Il momento che ha maggiormente suscitato le emozioni dei partecipanti è stato il “ricordo vicendevole” del battesimo: a due a due si sono recati al fonte e, prima uno e poi l’altro – intinte le mani nell’acqua – hanno fatto un segno di croce sulla persona di fronte dicendo “ricordati del tuo battesimo, nel nome del Padre, del Figlio e dello Spirito Santo”.

Così papà e figlio, due amici, due sconosciuti, marito e moglie, una giovane e un’anziano…si sono scambiati un appello a far memoria delle promesse battesimali: ciò ha suscitato una viva risonanza della propria storia  sul piano personale e un coinvolgente senso di condivisione nei partecipanti che hanno assistito silenziosamente ad ogni passaggio.

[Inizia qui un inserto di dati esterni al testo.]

//! Application router assembly, shared by `main.rs` and the integration
//! tests so both run behind the same middleware.

use std::time::Duration;

use axum::http::header::{AUTHORIZATION, CONTENT_TYPE};
use axum::http::{HeaderName, HeaderValue, Method, StatusCode};
use axum::Router;
use tower_http::catch_panic::CatchPanicLayer;
use tower_http::cors::CorsLayer;
use tower_http::request_id::{MakeRequestUuid, PropagateRequestIdLayer, SetRequestIdLayer};
use tower_http::timeout::TimeoutLayer;
use tower_http::trace::{DefaultMakeSpan, DefaultOnResponse, TraceLayer};
use tracing::Level;

use crate::routes;
use crate::state::AppState;

const REQUEST_ID_HEADER: &str = "x-request-id";

/// Build the `/health` + `/api/v1` router wrapped in the middleware stack.
///
/// Each `layer` call wraps everything added before it, so the last one is
/// outermost. Listed outermost first:
///
/// 1. CORS
/// 2. Assign `x-request-id`
/// 3. Request/response tracing (the span sees the request id)
/// 4. Copy `x-request-id` onto the response
/// 5. Request timeout (408)
/// 6. Panic recovery (500)
pub fn build_app_router(state: AppState) -> Router {
    let request_id = HeaderName::from_static(REQUEST_ID_HEADER);
    let timeout = Duration::from_secs(state.config.request_timeout_secs);
    let cors = build_cors_layer(&state.config.cors_origins);

    Router::new()
        .merge(routes::health::router())
        .nest("/api/v1", routes::api_routes())
        .layer(CatchPanicLayer::new())
        .layer(TimeoutLayer::with_status_code(StatusCode::REQUEST_TIMEOUT, timeout))
        .layer(PropagateRequestIdLayer::new(request_id.clone()))
        .layer(
            TraceLayer::new_for_http()
                .make_span_with(DefaultMakeSpan::new().level(Level::INFO))
                .on_response(DefaultOnResponse::new().level(Level::INFO)),
        )
        .layer(SetRequestIdLayer::new(request_id, MakeRequestUuid))
        .layer(cors)
        .with_state(state)
}

/// CORS for the configured browser origins.
///
/// An unparsable origin aborts startup.
pub fn build_cors_layer(cors_origins: &[String]) -> CorsLayer {
    let origins: Vec<HeaderValue> = cors_origins
        .iter()
        .map(|origin| {
            origin
                .parse()
                .unwrap_or_else(|e| panic!("Invalid CORS origin '{origin}': {e}"))
        })
        .collect();

    CorsLayer::new()
        .allow_origin(origins)
        .allow_methods([Method::GET, Method::POST, Method::PUT])
        .allow_headers([CONTENT_TYPE, AUTHORIZATION])
        .allow_credentials(true)
        .max_age(Duration::from_secs(60 * 60))
}
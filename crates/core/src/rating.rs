//! Aggregate rating math.
//!
//! A tutor's rating is a projection of its current review set. It is always
//! derived from the full list of ratings and never maintained as a running
//! average, so repeated recomputation over the same set yields the same
//! value.

use serde::Serialize;

use crate::types::DbId;

/// The derived rating fields written back to a tutor record.
#[derive(Debug, Clone, Copy, PartialEq, Serialize)]
pub struct RatingSummary {
    /// Arithmetic mean of all ratings, or `None` when there are no reviews.
    pub average: Option<f64>,
    /// Number of reviews the average was computed from.
    pub count: i64,
}

/// Result of recomputing one tutor's rating, as returned to API clients.
#[derive(Debug, Clone, Copy, PartialEq, Serialize)]
pub struct TutorRating {
    pub tutor_id: DbId,
    pub average_rating: Option<f64>,
    pub review_count: i64,
}

/// Summarize a full set of ratings.
///
/// An empty set produces `average: None` rather than dividing by zero.
pub fn summarize<I>(ratings: I) -> RatingSummary
where
    I: IntoIterator<Item = i16>,
{
    let (sum, count) = ratings
        .into_iter()
        .fold((0i64, 0i64), |(sum, count), r| (sum + i64::from(r), count + 1));

    let average = if count == 0 {
        None
    } else {
        Some(sum as f64 / count as f64)
    };

    RatingSummary { average, count }
}

#[cfg(test)]
mod tests {
    use super::*;

    #[test]
    fn empty_set_has_no_average() {
        let summary = summarize(Vec::<i16>::new());
        assert_eq!(summary.average, None);
        assert_eq!(summary.count, 0);
    }

    #[test]
    fn five_and_three_average_exactly_four() {
        let summary = summarize([5, 3]);
        assert_eq!(summary.average, Some(4.0));
        assert_eq!(summary.count, 2);
    }

    #[test]
    fn single_rating_is_its_own_average() {
        assert_eq!(summarize([2]).average, Some(2.0));
    }

    #[test]
    fn mean_of_uneven_set() {
        let summary = summarize([5, 4, 4, 1]);
        let avg = summary.average.unwrap();
        assert!((avg - 3.5).abs() < f64::EPSILON);
    }

    #[test]
    fn recomputation_is_order_independent() {
        assert_eq!(summarize([1, 2, 5]), summarize([5, 1, 2]));
    }
}
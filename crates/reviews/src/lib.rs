//! Session-gated review submission and tutor rating aggregation.
//!
//! [`ReviewService`] validates and persists reviews, then hands off to
//! [`RatingAggregator`], which rederives the tutor's rating from the full
//! review set. Both operate over `Arc<dyn TutoringStore>`.

pub mod aggregator;
pub mod service;

pub use aggregator::RatingAggregator;
pub use service::ReviewService;

#[cfg(test)]
pub(crate) mod test_support;
//! Tutor profile model and DTOs.

use serde::{Deserialize, Serialize};
use sqlx::FromRow;
use tutorhub_core::tutor::{deserialize_optional_string_list, deserialize_string_list};
use tutorhub_core::types::{DbId, Timestamp};

/// A row from the `tutors` table.
///
/// `average_rating` and `review_count` are derived from the tutor's reviews
/// and are only written by rating recomputation.
#[derive(Debug, Clone, FromRow, Serialize)]
pub struct Tutor {
    pub id: DbId,
    pub name: String,
    pub qualifications: String,
    pub bio: Option<String>,
    pub subjects: Vec<String>,
    pub price: f64,
    pub availability: Vec<String>,
    pub preferences: String,
    pub profile_picture: Option<String>,
    pub average_rating: Option<f64>,
    pub review_count: i64,
    pub created_at: Timestamp,
    pub updated_at: Timestamp,
}

/// DTO for creating a new tutor profile.
///
/// `subjects` and `availability` accept a JSON array or a comma-separated
/// string.
#[derive(Debug, Clone, Deserialize)]
pub struct CreateTutor {
    pub name: String,
    pub qualifications: String,
    pub bio: Option<String>,
    #[serde(deserialize_with = "deserialize_string_list")]
    pub subjects: Vec<String>,
    pub price: f64,
    #[serde(default, deserialize_with = "deserialize_optional_string_list")]
    pub availability: Option<Vec<String>>,
    /// Defaults to `Both` if omitted.
    pub preferences: Option<String>,
    pub profile_picture: Option<String>,
}

/// DTO for updating a tutor profile. All fields are optional.
#[derive(Debug, Clone, Default, Deserialize)]
pub struct UpdateTutor {
    pub name: Option<String>,
    pub qualifications: Option<String>,
    pub bio: Option<String>,
    #[serde(default, deserialize_with = "deserialize_optional_string_list")]
    pub subjects: Option<Vec<String>>,
    pub price: Option<f64>,
    #[serde(default, deserialize_with = "deserialize_optional_string_list")]
    pub availability: Option<Vec<String>>,
    pub preferences: Option<String>,
    pub profile_picture: Option<String>,
}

La veglia è stata promossa dalla locale Fraternità di Luigi Monti, che ha poi invitato tutti a recarsi alla casa natale di Luigi, portando un lumino acceso in mano, attraversando il paese con la forza di un segno umile, espressione della gioia del Vangelo. Al termine, una  fetta di anguria fresca ha attenuato la sete e rallegrato la compagnia.